This week in history Sept. 25, 1920: man killed in accident, teachers stranded on Bald Mountain |

This week in history Sept. 25, 1920: man killed in accident, teachers stranded on Bald Mountain

As reported in the Sept. 25, 1920 edition of The Summit County Journal: This machine, designed by Benjamin R. Stickney for the U.S. Bureau of Engraving and Printing, perforates postage stamps both lengthwise and crosswise after they've been printed and gummed. Stickney, who has been employed by the bureau for several years, received a handsome promotion for his work on this and a machine used to print the stamps. More than 300 tons of machinery in the bureau was designed and perfected by him.
Image from Colorado Historic Newspapers Collection

This week in history as reported by The Summit County Journal the week of Sept. 25, 1920.


Willard L. Sprague, an old-time resident of Breckenridge, met with a fatal accident at the Wellington Mines Company sawmill around 1 p.m. Tuesday.

Mr. Sprague’s duties were to remove the slabs from the saw and pile them up in the yard. He had just carried away a slab and returned to the corner of the building. Witnesses at the inquest on Thursday stated that they saw him leaning on the corner of the sawmill and a minute later saw him caught in the idler over the drive belt. No one saw him fall, but it seems he must have lost his footing and his right arm got caught on the running belt and pulled under the pulley. The belt was almost entirely house in. At the point where he was caught was a small opening for oiling, but it was not thought to be large enough to catch anyone.

Mr. Sprague’s right arm was badly smashed, both jaw bones were broken and a bruise was evident on his head. He was taken from the belt, apparently alive but unconscious, and moved to the dry house at the mine entrance. He received first aid until Dr. Condon arrived. He never regained consciousness, and stopped breathing around 4 p.m.

Mr. Sprague was 61 years old and had been a Breckenridge resident for 35 years.


H. E. Green, the new superintendent of schools, his wife and misses Grace Spencer and Ethel Patton took the train to Boreas station forenoon Sunday and from there scaled Mount Baldy. They reached the summit between 4 and 5 p.m. Before the had proceeded far on the descent, a thunderstorm overtook them and they took shelter in an abandoned mine tunnel for more than two hours. By the time the rain stopped darkness was settling in.

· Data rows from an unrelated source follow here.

// SPDX-License-Identifier: Apache-2.0 OR MIT
// Copyright (c) 2025-2026 connlayout contributors

//! Errors returned by registry population, publication and token creation.
//!
//! A plain `lookup` miss is not an error: it is reported as `None`.

/// Errors returned by connlayout operations.
///
/// # Example
///
/// ```rust
/// use connlayout::{Error, Layout, RegistryBuilder};
///
/// #[derive(Layout)]
/// struct Conn { input: Vec<u8> }
///
/// let mut builder = RegistryBuilder::new();
/// match builder.register::<Conn>(&["output"]) {
///     Err(Error::UnknownField { type_name, field }) => {
///         assert_eq!(type_name, "Conn");
///         assert_eq!(field, "output");
///     }
///     other => panic!("unexpected: {:?}", other.map(|_| ())),
/// }
/// ```
#[derive(Debug)]
pub enum Error {
    // ========================================================================
    // Configuration Errors (fatal at initialization)
    // ========================================================================
    /// A requested field name does not exist on the registered type.
    UnknownField {
        type_name: &'static str,
        field: String,
    },
    /// The descriptor reported by a `Layout` impl is not consistent with the type.
    InvalidLayout {
        type_name: &'static str,
        field: &'static str,
        reason: &'static str,
    },
    /// Two distinct Rust types were registered under the same type name.
    TypeNameConflict { type_name: &'static str },
    /// A type/field pair required by the configuration was never registered.
    MissingRequired { type_name: String, field: String },
    /// Configuration document could not be parsed.
    Config(String),
    /// I/O error while loading configuration.
    IoError(std::io::Error),

    // ========================================================================
    // Token Errors (recoverable)
    // ========================================================================
    /// The wrapper type was never registered.
    NotRegistered(&'static str),
    /// The field was never registered for this wrapper type.
    FieldNotRegistered {
        type_name: &'static str,
        field: String,
    },
    /// The requested field type differs from the registered one.
    FieldTypeMismatch {
        type_name: &'static str,
        field: &'static str,
        expected: &'static str,
        found: &'static str,
    },

    // ========================================================================
    // Lifecycle Errors
    // ========================================================================
    /// The registry has not been published yet.
    NotReady,
    /// A registry was already published to this cell.
    AlreadyPublished,
}

impl Error {
    /// True for errors that must abort initialization.
    pub fn is_configuration(&self) -> bool {
        matches!(
            self,
            Error::UnknownField { .. }
                | Error::InvalidLayout { .. }
                | Error::TypeNameConflict { .. }
                | Error::MissingRequired { .. }
                | Error::Config(_)
                | Error::IoError(_)
        )
    }
}

impl std::fmt::Display for Error {
    fn fmt(&self, f: &mut std::fmt::Formatter<'_>) -> std::fmt::Result {
        match self {
            // Configuration
            Error::UnknownField { type_name, field } => {
                write!(f, "Unknown field `{}` on type `{}`", field, type_name)
            }
            Error::InvalidLayout {
                type_name,
                field,
                reason,
            } => write!(f, "Invalid layout for `{}.{}`: {}", type_name, field, reason),
            Error::TypeNameConflict { type_name } => write!(
                f,
                "Type name `{}` is already registered for a different type",
                type_name
            ),
            Error::MissingRequired { type_name, field } => {
                write!(f, "Required field `{}.{}` is not registered", type_name, field)
            }
            Error::Config(msg) => write!(f, "Configuration error: {}", msg),
            Error::IoError(e) => write!(f, "I/O error: {}", e),
            // Token
            Error::NotRegistered(type_name) => write!(f, "Type `{}` is not registered", type_name),
            Error::FieldNotRegistered { type_name, field } => {
                write!(f, "Field `{}.{}` is not registered", type_name, field)
            }
            Error::FieldTypeMismatch {
                type_name,
                field,
                expected,
                found,
            } => write!(
                f,
                "Field `{}.{}` has type `{}`, requested `{}`",
                type_name, field, expected, found
            ),
            // Lifecycle
            Error::NotReady => write!(f, "Layout registry is not ready"),
            Error::AlreadyPublished => write!(f, "Layout registry already published"),
        }
    }
}

impl std::error::Error for Error {
    fn source(&self) -> Option<&(dyn std::error::Error + 'static)> {
        match self {
            Error::IoError(e) => Some(e),
            _ => None,
        }
    }
}

impl From<std::io::Error> for Error {
    fn from(e: std::io::Error) -> Self {
        Error::IoError(e)
    }
}

/// Convenient alias for results using the crate `Error` type.
pub type Result<T> = core::result::Result<T, Error>;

Being utterly unfamiliar with the territory, the party tried to cut across the mountain to the railroad track. A search party left shortly on a rail-auto after midnight on Monday and found the wanderers near the long railroad trestle across Illinois gulch about 1.5 miles out of town. They were tired, numb with cold and the ladies’ shoes had practically dissolved in the moisture.

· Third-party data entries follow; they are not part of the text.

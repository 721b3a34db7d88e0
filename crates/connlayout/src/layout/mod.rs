// SPDX-License-Identifier: Apache-2.0 OR MIT
// Copyright (c) 2025-2026 connlayout contributors

//! Layout metadata for connection wrapper types.
//!
//! Provides `TypeDescriptor` and `FieldLayout` for describing where named
//! sub-objects live inside a wrapper, and `FieldKind` for tagging what lives
//! there. Descriptors are produced once per type by `Layout::describe()`.

pub mod descriptor;
pub mod kind;

pub use descriptor::{FieldLayout, Layout, TypeDescriptor};
pub use kind::{FieldKind, FieldType, PrimitiveKind};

All came out of the ordeal without serious consequences and were able to resume their duties the next day. The practical lesson in mountain geography will prove valuable.

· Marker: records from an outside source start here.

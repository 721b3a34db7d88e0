// SPDX-License-Identifier: Apache-2.0 OR MIT
// Copyright (c) 2025-2026 connlayout contributors

//! Global `log` backend routing records to an [`Output`].

use super::output::{LogLevel, Output};
use std::io;
use std::sync::{Arc, OnceLock};

/// Output of the installed backend; set only once `log` accepted it.
static OUTPUT: OnceLock<Arc<dyn Output>> = OnceLock::new();

/// `log::Log` implementation forwarding to one output.
struct OutputLogger {
    output: Arc<dyn Output>,
    level_filter: LogLevel,
}

impl log::Log for OutputLogger {
    fn enabled(&self, metadata: &log::Metadata<'_>) -> bool {
        LogLevel::from(metadata.level()) >= self.level_filter
    }

    fn log(&self, record: &log::Record<'_>) {
        if !self.enabled(record.metadata()) {
            return;
        }
        // Logging must never fail the caller.
        let _ = self
            .output
            .write(LogLevel::from(record.level()), &record.args().to_string());
    }

    fn flush(&self) {
        let _ = self.output.flush();
    }
}

/// Install `output` as the process `log` backend.
///
/// Only the first call wins; returns `false` when a logger (ours or any
/// other `log` backend) was already installed. A rejected output is
/// dropped and never flushed by [`flush_logger`].
pub fn init_logger(output: Arc<dyn Output>, level: LogLevel) -> bool {
    let logger = OutputLogger {
        output: Arc::clone(&output),
        level_filter: level,
    };
    if log::set_boxed_logger(Box::new(logger)).is_err() {
        return false;
    }
    // `set_boxed_logger` succeeds once per process, so this slot is empty.
    let _ = OUTPUT.set(output);
    log::set_max_level(level.to_filter());
    true
}

/// Flush the installed output. No-op if nothing was installed.
pub fn flush_logger() -> io::Result<()> {
    match OUTPUT.get() {
        Some(output) => output.flush(),
        None => Ok(()),
    }
}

Dredges were originally designed to handle gulch placers. A recent feat has shown that may not always be the case.

Recently the dredge owned and operated by the Franch Gulch Dredging Company and managed by T. B. Thomas found the bedrock in the river bottom was very shallow and the values seemed to be better on the side hill. The problem was then to move the dredge up so it could be operated on the side hill and keep the water in the higher pond so the boat would float.

The efforts were made, and under the constant wrath of the superintendent, the feat was accomplished. Now a driver along the French Gulch road sees the dredge high on the side of the mountain, the river diverted to run into the pond and the dredge operating successfully on what was always considered high-bar placer not fit for dredging purposes.


  • Harry G. Jones, a veteran conductor on the South Park branch of the Colorado and Southern Railway, died at his home in Denver on Monday of appendicitis. Jones was know to practically all the residents along the line.
  • It seems some outsiders brought along a little “good time” of their own at the dance last Saturday at the Blue Valley hall. It’s reported that the potent drink was brought in by visitors from an outside county. The matter is being investigated in order to prevent such a knock-out quality of drink being brought into the valley in the future.
  • The snowstorm this morning no doubt stopped many travelers that would have gone to the Grand County Fair in Kremmling if the weather had been otherwise.